Auch die Heirat war stark von der Zustimmung des Grundherrn abhängig. Leibeigene mussten die Erlaubnis einholen, um zu heiraten, und in einigen Fällen konnten Grundherren auch entscheiden, wen die Leibeigenen heiraten sollten. Dies bedeutete, dass persönliche Beziehungen und individuelle Lebensplanungen oft den Interessen des Grundherrn untergeordnet wurden.
Die Berufswahl der Leibeigenen war ebenfalls eingeschränkt. Oftmals waren sie verpflichtet, auf den Ländereien des Grundherrn zu arbeiten, und hatten wenig Spielraum, ihren eigenen Interessen oder Fähigkeiten entsprechend einen anderen Beruf zu wählen. Dadurch wurden ihre beruflichen Möglichkeiten stark begrenzt.
Ein weiterer Aspekt war die Abgabe von Ernte und Dienstleistungen. Leibeigene waren dazu verpflichtet, einen Teil ihrer Ernte oder andere Dienstleistungen an ihren Grundherrn abzugeben. Dies minderte nicht nur ihre wirtschaftliche Unabhängigkeit, sondern schränkte auch ihre Möglichkeiten ein, eigene Bedürfnisse und Ambitionen zu verfolgen.
Zusätzlich unterlagen Leibeigene oft der Gerichtsbarkeit ihres Grundherrn und nicht der allgemeinen Gerichtsbarkeit des Landes. Dies bedeutete, dass grundherrliche Gerichte oft in Konflikten zwischen Leibeigenen und Grundherren entschieden und möglicherweise nicht immer unparteiisch waren.
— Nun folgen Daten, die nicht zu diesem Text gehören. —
//! Two-view Kalman-filter pair strategy.
//!
//! Fits the electron and positron branches of a conversion vertex as two
//! independent projections: each view carries a (position, slope) state
//! propagated plane by plane with a multiple-scattering process noise,
//! smoothed backwards, and scored by the smoothing chi-square. The view
//! fits are combined afterwards into 3D branch directions.

use nalgebra::{Matrix2, Vector2, Vector3};
use tracing::debug;

use gammarec_core::{EventType, Hit, RawEvent, ReseId};

use crate::error::Result;
use crate::kalman::{
    layer_radiation_lengths, next_bracketed_energy, planes_below, pruned_rms, scattering_sigma,
    BranchFit, KalmanConfig, FIT_POINTS, REUSE_PENALTY, SLOPE_VARIANCE, START_ENERGY_MEV,
};
use crate::strategy::SequencingStrategy;
use crate::tracker::Tracker;

/// Ceiling of the per-view energy estimate (MeV).
const ENERGY_CLAMP_MEV: f64 = 500_000.0;

/// One measurement projection of the tracker.
#[derive(Debug, Clone, Copy, PartialEq, Eq)]
enum View {
    X,
    Y,
}

impl View {
    fn coord(self, position: &Vector3<f64>) -> f64 {
        match self {
            View::X => position.x,
            View::Y => position.y,
        }
    }
}

/// Kalman pair reconstruction over two independent strip views.
///
/// Only the pair stage differs from the defaults; Compton sequencing and
/// scoring fall through to the base algorithms.
#[derive(Debug, Clone, Default)]
pub struct Kalman2DStrategy {
    config: KalmanConfig,
}

impl Kalman2DStrategy {
    /// Creates the strategy with the given filter configuration.
    pub fn new(config: KalmanConfig) -> Self {
        Self { config }
    }

    /// One filter pass at an assumed energy: walks the planes below the
    /// vertex, claims the measurement nearest to the projection on each,
    /// and smooths backwards. Returns the smoothed states top-down, the
    /// smoothing chi-square, and the claimed elements, vertex first.
    fn filter(
        &self,
        tracker: &Tracker,
        event: &RawEvent,
        energy_mev: f64,
        height_x0: f64,
        previous: &[ReseId],
        view: View,
    ) -> Result<(Vec<Vector2<f64>>, f64, Vec<ReseId>)> {
        let vertex = event.vertex().ok_or(gammarec_core::Error::MissingVertex)?;
        let vertex_rese = event
            .rese(vertex)
            .ok_or(gammarec_core::Error::UnknownElement(vertex))?;
        let vertex_position = vertex_rese.position;

        let gain = 1.0 / (self.config.sigma * self.config.sigma);
        let height = self.config.layer_height;

        let mut x = Vector2::new(view.coord(&vertex_position), 0.0);
        let mut c = Matrix2::new(
            self.config.sigma * self.config.sigma,
            0.0,
            0.0,
            SLOPE_VARIANCE,
        );

        let mut chosen = vec![vertex];
        let mut measurements = vec![x[0]];
        let mut filtered = vec![x];
        let mut covariances = vec![c];
        let mut transitions: Vec<Matrix2<f64>> = Vec::new();
        // index 0 is a placeholder so projection k belongs to state k
        let mut projections = vec![Vector2::zeros()];
        let mut projected_cov = vec![Matrix2::zeros()];
        let mut projected_cov_inv = vec![Matrix2::zeros()];

        let mut previous_z = vertex_position.z;
        for (plane_z, hits) in planes_below(tracker, event, vertex_position.z) {
            if filtered.len() >= FIT_POINTS {
                break;
            }
            let distance = previous_z - plane_z;
            // only subsequent planes continue a branch
            if distance > 1.5 * self.config.layer_spacing {
                break;
            }
            previous_z = plane_z;

            let t = scattering_sigma(energy_mev, height_x0);
            let f = Matrix2::new(1.0, distance, 0.0, 1.0);
            let q = Matrix2::new(
                t * t * height * height / 3.0,
                t * t * height / 2.0,
                t * t * height / 2.0,
                t * t,
            );

            let x_proj = f * x;
            let c_proj = f * c * f.transpose() + q;
            let Some(c_proj_inv) = c_proj.try_inverse() else {
                break;
            };
            let mut information = c_proj_inv;
            information[(0, 0)] += gain;
            let Some(c_next) = information.try_inverse() else {
                break;
            };

            let spread = c_proj[(0, 0)].sqrt();
            let mut best: Option<(f64, ReseId)> = None;
            for &id in &hits {
                let Some(rese) = event.rese(id) else { continue };
                let mut weight = (view.coord(&rese.position) - x_proj[0]).abs() / spread;
                if previous.contains(&id) {
                    weight += REUSE_PENALTY;
                }
                if best.is_none_or(|b| weight < b.0) {
                    best = Some((weight, id));
                }
            }
            let Some((_, pick)) = best else { break };
            let Some(rese) = event.rese(pick) else { break };
            let m = view.coord(&rese.position);
            chosen.push(pick);

            x = c_next * (c_proj_inv * x_proj + Vector2::new(gain * m, 0.0));
            c = c_next;

            transitions.push(f);
            projections.push(x_proj);
            projected_cov.push(c_proj);
            projected_cov_inv.push(c_proj_inv);
            filtered.push(x);
            covariances.push(c);
            measurements.push(m);
        }

        let n = filtered.len();
        if n < 2 {
            return Ok((Vec::new(), 0.0, chosen));
        }

        // Rauch-Tung-Striebel smoothing, accumulating the chi-square of
        // the smoothed residuals
        let measurement_variance = self.config.sigma * self.config.sigma;
        let mut smoothed = vec![Vector2::zeros(); n];
        let mut smoothed_cov = vec![Matrix2::zeros(); n];
        smoothed[n - 1] = filtered[n - 1];
        smoothed_cov[n - 1] = covariances[n - 1];

        let mut chi2 = 0.0;
        for i in (0..n - 1).rev() {
            let a = covariances[i] * transitions[i].transpose() * projected_cov_inv[i + 1];
            smoothed[i] = filtered[i] + a * (smoothed[i + 1] - projections[i + 1]);
            smoothed_cov[i] =
                covariances[i] + a * (smoothed_cov[i + 1] - projected_cov[i + 1]) * a.transpose();
            let residual = measurements[i] - smoothed[i][0];
            let variance = measurement_variance - smoothed_cov[i][(0, 0)];
            chi2 += residual * residual / variance;
        }

        Ok((smoothed, chi2, chosen))
    }

    /// Fits one branch, iterating the assumed energy until the
    /// multiple-scattering estimate agrees with it.
    fn search_branch(
        &self,
        tracker: &Tracker,
        event: &RawEvent,
        height_x0: f64,
        previous: &[ReseId],
        view: View,
    ) -> Result<BranchFit<Vector2<f64>>> {
        let mut energy = START_ENERGY_MEV;
        let mut loops = 0;
        loop {
            let (states, chi2, chosen) =
                self.filter(tracker, event, energy, height_x0, previous, view)?;
            if states.len() < 2 {
                return Ok(BranchFit::rejected(chosen));
            }
            let estimate = self.view_energy(&states, height_x0).min(ENERGY_CLAMP_MEV);
            match next_bracketed_energy(estimate, energy, loops) {
                Some(next) => {
                    loops += 1;
                    energy = next;
                }
                None => {
                    return Ok(BranchFit {
                        states,
                        energy: estimate,
                        chi2,
                        chosen,
                    })
                }
            }
        }
    }

    /// Fits both branches of one view; the second branch pays a weight
    /// penalty for measurements the first one claimed.
    fn search_tracks(
        &self,
        tracker: &Tracker,
        event: &RawEvent,
        view: View,
    ) -> Result<(BranchFit<Vector2<f64>>, BranchFit<Vector2<f64>>)> {
        let vertex = event.vertex().ok_or(gammarec_core::Error::MissingVertex)?;
        let position = event
            .rese(vertex)
            .ok_or(gammarec_core::Error::UnknownElement(vertex))?
            .position;
        let height_x0 = layer_radiation_lengths(tracker, &position, self.config.layer_height);

        let first = self.search_branch(tracker, event, height_x0, &[], view)?;
        if first.states.len() < 2 {
            return Ok((first, BranchFit::rejected(Vec::new())));
        }
        let second = self.search_branch(tracker, event, height_x0, &first.chosen, view)?;
        Ok((first, second))
    }

    /// Electron energy (MeV) from the spread of the smoothed deflection
    /// angles of one view.
    fn view_energy(&self, states: &[Vector2<f64>], height_x0: f64) -> f64 {
        if states.len() < 3 {
            return f64::INFINITY;
        }
        let tilt = states[1][1].atan().cos();
        let correction = (height_x0 / tilt).exp();
        let angles: Vec<f64> = states.iter().map(|s| s[1].atan()).collect();
        let mut deflections: Vec<f64> = angles
            .windows(2)
            .map(|w| (w[1] - w[0]) / correction)
            .collect();
        // the last segment leaves the fitted range
        deflections.pop();
        let rms = pruned_rms(&mut deflections);
        13.6 * height_x0.sqrt() * (1.0 + 0.038 * height_x0.ln()) / (rms * tilt.sqrt())
    }

    /// Branch energy (MeV) from the kink between the first two segments,
    /// combining the x and y view measurement chains.
    fn combined_view_energy(
        &self,
        event: &RawEvent,
        height_x0: f64,
        chosen_x: &[ReseId],
        chosen_y: &[ReseId],
    ) -> f64 {
        let n = chosen_x.len().min(chosen_y.len());
        let position = |id: ReseId| event.rese(id).map_or(Vector3::zeros(), |r| r.position);
        let mut first_segment: Option<Vector3<f64>> = None;
        for i in 0..n.saturating_sub(1) {
            let segment = Vector3::new(
                position(chosen_x[i + 1]).x - position(chosen_x[i]).x,
                position(chosen_y[i + 1]).y - position(chosen_y[i]).y,
                position(chosen_x[i + 1]).z - position(chosen_x[i]).z,
            )
            .normalize();
            if let Some(first) = first_segment {
                let angle = first.angle(&segment);
                let theta = segment.z.acos();
                // segments point downward, the crossing is measured
                // against the upward normal
                let depth = height_x0 / (std::f64::consts::PI - theta).cos();
                return 13.6 / angle * depth.sqrt() * (1.0 + 0.038 * depth.ln());
            }
            first_segment = Some(segment);
        }
        0.0
    }

    /// Unit direction of a branch from the first smoothed state of each
    /// view, pointing downward.
    fn branch_direction(state_x: &Vector2<f64>, state_y: &Vector2<f64>) -> Vector3<f64> {
        let tx = state_x[1];
        let ty = state_y[1];
        let norm = (tx * tx + ty * ty + 1.0).sqrt();
        Vector3::new(tx / norm, ty / norm, -1.0 / norm)
    }

    /// Absorbs the claimed measurements of both views into a track,
    /// chaining them in claim order.
    fn build_branch(
        event: &mut RawEvent,
        track: ReseId,
        mut stop: ReseId,
        chosen_x: &[ReseId],
        chosen_y: &[ReseId],
    ) -> Result<()> {
        for &id in chosen_x.iter().chain(chosen_y).skip(1) {
            if !event.top().contains(&id) {
                continue;
            }
            event.track_append(track, id, Some(stop))?;
            event.set_track_stop(track, id)?;
            stop = id;
        }
        Ok(())
    }
}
Neben den üblichen Steuern und Abgaben, die an die herrschende Obrigkeit gezahlt wurden, mussten Leibeigene oft auch zusätzliche Abgaben an ihren Grundherrn leisten. Diese finanzielle Belastung machte es schwieriger, das eigene Leben zu verbessern oder ein eigenes Vermögen aufzubauen.
Die persönliche Mobilität der Leibeigenen wurde ebenfalls beschränkt. Einige Grundherren erlaubten ihren Leibeigenen nicht, frei auf ihren Ländereien zu reisen oder bestimmte Orte zu besuchen. Reisen oder der Besuch anderer Orte konnte eine Genehmigung erfordern, was die persönliche Freiheit weiter einschränkte.
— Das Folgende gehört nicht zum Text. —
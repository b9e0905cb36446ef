//! Per-event rejection reasons.
//!
//! A rejected event is never a process-level failure: the reason is stored
//! on the event and inspected by the caller after analysis.

#[cfg(feature = "serde")]
use serde::{Deserialize, Serialize};

/// Why an event was rejected during reconstruction.
#[derive(Debug, Clone, Copy, PartialEq, Eq, Hash, Default)]
#[cfg_attr(feature = "serde", derive(Serialize, Deserialize))]
pub enum RejectionReason {
    /// Not rejected.
    #[default]
    None,
    /// Too many hits for the Compton sequence reconstruction.
    TooManyHitsCsr,
    /// Hits in detector 1 only.
    D1Only,
    /// Hits in detector 2 only.
    D2Only,
    /// Hits in detector 3 only.
    D3Only,
    /// Hits in detector 4 only.
    D4Only,
    /// Hits in detector 5 only.
    D5Only,
    /// Hits in detector 6 only.
    D6Only,
    /// Hits in detector 7 only.
    D7Only,
    /// Hits in detector 8 only.
    D8Only,
    /// One track and nothing else.
    OneTrackOnly,
    /// Two tracks and nothing else.
    TwoTracksOnly,
    /// A track failed validation.
    TrackNotValid,
    /// The interaction sequence is not acceptable.
    SequenceBad,
    /// Too many hits overall.
    TooManyHits,
    /// The event does not start in detector 1.
    EventStartNotD1,
    /// The event start could not be decided.
    EventStartUndecided,
    /// The electron direction points backwards.
    ElectronDirectionBad,
    /// The Compton sequence quality is below threshold.
    CsrThreshold,
    /// No acceptable Compton sequence combination found.
    CsrNoGoodCombination,
    /// Two-site event of the COMPTEL type.
    ComptelTypeEvent,
    /// COMPTEL-type event with bad kinematics.
    ComptelTypeKinematicsBad,
    /// Only a single interaction site.
    SingleSiteEvent,
    /// The event has no hits.
    NoHits,
    /// Total energy outside the configured window.
    TotalEnergyOutOfLimits,
    /// Lever arm outside the configured window.
    LeverArmOutOfLimits,
    /// Event id outside the configured window.
    EventIdOutOfLimits,
    /// The event does not originate from the selected object.
    NotFromObject,
    /// Too many track elements remained undecided.
    TooManyUndecidedTrackElements,
    /// An external quality flag marked the event bad.
    ExternalBadEventFlag,
    /// Event clustering: too many hits.
    EventClusteringTooManyHits,
    /// Too many alternative event incarnations.
    TooManyEventIncarnations,
    /// Event clustering left unresolved hits.
    EventClusteringUnresolvedHits,
    /// Event clustering found no origins.
    EventClusteringNoOrigins,
    /// Event clustering energy out of bounds.
    EventClusteringEnergyOutOfBounds,
    /// The link graph was entirely ambiguous and pure ambiguities are
    /// configured to be rejected.
    PureAmbiguity,
}

impl RejectionReason {
    /// All named reasons, for exhaustive reporting.
    pub const ALL: [RejectionReason; 36] = [
        RejectionReason::None,
        RejectionReason::TooManyHitsCsr,
        RejectionReason::D1Only,
        RejectionReason::D2Only,
        RejectionReason::D3Only,
        RejectionReason::D4Only,
        RejectionReason::D5Only,
        RejectionReason::D6Only,
        RejectionReason::D7Only,
        RejectionReason::D8Only,
        RejectionReason::OneTrackOnly,
        RejectionReason::TwoTracksOnly,
        RejectionReason::TrackNotValid,
        RejectionReason::SequenceBad,
        RejectionReason::TooManyHits,
        RejectionReason::EventStartNotD1,
        RejectionReason::EventStartUndecided,
        RejectionReason::ElectronDirectionBad,
        RejectionReason::CsrThreshold,
        RejectionReason::CsrNoGoodCombination,
        RejectionReason::ComptelTypeEvent,
        RejectionReason::ComptelTypeKinematicsBad,
        RejectionReason::SingleSiteEvent,
        RejectionReason::NoHits,
        RejectionReason::TotalEnergyOutOfLimits,
        RejectionReason::LeverArmOutOfLimits,
        RejectionReason::EventIdOutOfLimits,
        RejectionReason::NotFromObject,
        RejectionReason::TooManyUndecidedTrackElements,
        RejectionReason::ExternalBadEventFlag,
        RejectionReason::EventClusteringTooManyHits,
        RejectionReason::TooManyEventIncarnations,
        RejectionReason::EventClusteringUnresolvedHits,
        RejectionReason::EventClusteringNoOrigins,
        RejectionReason::EventClusteringEnergyOutOfBounds,
        RejectionReason::PureAmbiguity,
    ];

    /// Short label, suitable for tables and compact logs.
    pub fn short(self) -> &'static str {
        match self {
            RejectionReason::None => "None",
            RejectionReason::TooManyHitsCsr => "Too many hits (CSR)",
            RejectionReason::D1Only => "D1 only",
            RejectionReason::D2Only => "D2 only",
            RejectionReason::D3Only => "D3 only",
            RejectionReason::D4Only => "D4 only",
            RejectionReason::D5Only => "D5 only",
            RejectionReason::D6Only => "D6 only",
            RejectionReason::D7Only => "D7 only",
            RejectionReason::D8Only => "D8 only",
            RejectionReason::OneTrackOnly => "One track only",
            RejectionReason::TwoTracksOnly => "Two tracks only",
            RejectionReason::TrackNotValid => "Track not valid",
            RejectionReason::SequenceBad => "Sequence bad",
            RejectionReason::TooManyHits => "Too many hits",
            RejectionReason::EventStartNotD1 => "Start not in D1",
            RejectionReason::EventStartUndecided => "Start undecided",
            RejectionReason::ElectronDirectionBad => "Electron direction bad",
            RejectionReason::CsrThreshold => "Below CSR threshold",
            RejectionReason::CsrNoGoodCombination => "No good CSR combination",
            RejectionReason::ComptelTypeEvent => "COMPTEL type event",
            RejectionReason::ComptelTypeKinematicsBad => "COMPTEL kinematics bad",
            RejectionReason::SingleSiteEvent => "Single site event",
            RejectionReason::NoHits => "No hits",
            RejectionReason::TotalEnergyOutOfLimits => "Total energy out of limits",
            RejectionReason::LeverArmOutOfLimits => "Lever arm out of limits",
            RejectionReason::EventIdOutOfLimits => "Event id out of limits",
            RejectionReason::NotFromObject => "Not from object",
            RejectionReason::TooManyUndecidedTrackElements => "Too many undecided track elements",
            RejectionReason::ExternalBadEventFlag => "External bad event flag",
            RejectionReason::EventClusteringTooManyHits => "Event clustering: too many hits",
            RejectionReason::TooManyEventIncarnations => "Too many event incarnations",
            RejectionReason::EventClusteringUnresolvedHits => "Event clustering: unresolved hits",
            RejectionReason::EventClusteringNoOrigins => "Event clustering: no origins",
            RejectionReason::EventClusteringEnergyOutOfBounds => {
                "Event clustering: energy out of bounds"
            }
            RejectionReason::PureAmbiguity => "Pure ambiguity",
        }
    }

    /// Long description, suitable for reports.
    pub fn long(self) -> &'static str {
        match self {
            RejectionReason::None => "None",
            RejectionReason::TooManyHitsCsr => {
                "Event rejected: too many hits for the Compton sequence reconstruction"
            }
            RejectionReason::D1Only => "Event rejected: only hits in detector 1",
            RejectionReason::D2Only => "Event rejected: only hits in detector 2",
            RejectionReason::D3Only => "Event rejected: only hits in detector 3",
            RejectionReason::D4Only => "Event rejected: only hits in detector 4",
            RejectionReason::D5Only => "Event rejected: only hits in detector 5",
            RejectionReason::D6Only => "Event rejected: only hits in detector 6",
            RejectionReason::D7Only => "Event rejected: only hits in detector 7",
            RejectionReason::D8Only => "Event rejected: only hits in detector 8",
            RejectionReason::OneTrackOnly => {
                "Event rejected: the event consists of exactly one track and nothing else"
            }
            RejectionReason::TwoTracksOnly => {
                "Event rejected: the event consists of exactly two tracks and nothing else"
            }
            RejectionReason::TrackNotValid => "Event rejected: a track failed validation",
            RejectionReason::SequenceBad => {
                "Event rejected: the interaction sequence is not acceptable"
            }
            RejectionReason::TooManyHits => "Event rejected: too many hits",
            RejectionReason::EventStartNotD1 => {
                "Event rejected: the event does not start in detector 1"
            }
            RejectionReason::EventStartUndecided => {
                "Event rejected: the start of the event could not be decided"
            }
            RejectionReason::ElectronDirectionBad => {
                "Event rejected: the recoil electron direction points backwards"
            }
            RejectionReason::CsrThreshold => {
                "Event rejected: the Compton sequence quality is below the threshold"
            }
            RejectionReason::CsrNoGoodCombination => {
                "Event rejected: no acceptable Compton sequence combination was found"
            }
            RejectionReason::ComptelTypeEvent => {
                "Event rejected: two-site event without track (COMPTEL type)"
            }
            RejectionReason::ComptelTypeKinematicsBad => {
                "Event rejected: COMPTEL-type event with unacceptable kinematics"
            }
            RejectionReason::SingleSiteEvent => {
                "Event rejected: the event consists of a single interaction site"
            }
            RejectionReason::NoHits => "Event rejected: the event contains no hits",
            RejectionReason::TotalEnergyOutOfLimits => {
                "Event rejected: the total energy is outside the configured window"
            }
            RejectionReason::LeverArmOutOfLimits => {
                "Event rejected: the lever arm is outside the configured window"
            }
            RejectionReason::EventIdOutOfLimits => {
                "Event rejected: the event id is outside the configured window"
            }
            RejectionReason::NotFromObject => {
                "Event rejected: the event does not originate from the selected object"
            }
            RejectionReason::TooManyUndecidedTrackElements => {
                "Event rejected: too many track elements remained undecided"
            }
            RejectionReason::ExternalBadEventFlag => {
                "Event rejected: an external quality flag marked the event bad"
            }
            RejectionReason::EventClusteringTooManyHits => {
                "Event rejected: event clustering found too many hits"
            }
            RejectionReason::TooManyEventIncarnations => {
                "Event rejected: too many alternative event incarnations"
            }
            RejectionReason::EventClusteringUnresolvedHits => {
                "Event rejected: event clustering left unresolved hits"
            }
            RejectionReason::EventClusteringNoOrigins => {
                "Event rejected: event clustering found no origins"
            }
            RejectionReason::EventClusteringEnergyOutOfBounds => {
                "Event rejected: event clustering energy out of bounds"
            }
            RejectionReason::PureAmbiguity => {
                "Event rejected: the link graph is entirely ambiguous"
            }
        }
    }
}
Auch der Verkauf von Besitz war oft nur mit Zustimmung des Grundherrn möglich. Dadurch wurden die Leibeigenen in ihrer wirtschaftlichen Handlungsfähigkeit weiter beschränkt und konnten beispielsweise ihr Land oder ihren Besitz nicht eigenständig nutzen oder veräußern.
Die Kombination all dieser Einschränkungen führte dazu, dass Leibeigene in einem Zustand der Abhängigkeit und Unterordnung gegenüber ihren Grundherren lebten. Es war ein System, das persönliche Freiheiten stark einschränkte und eine ungleiche Machtverteilung zwischen den Leibeigenen und den Grundherren aufrechterhielt.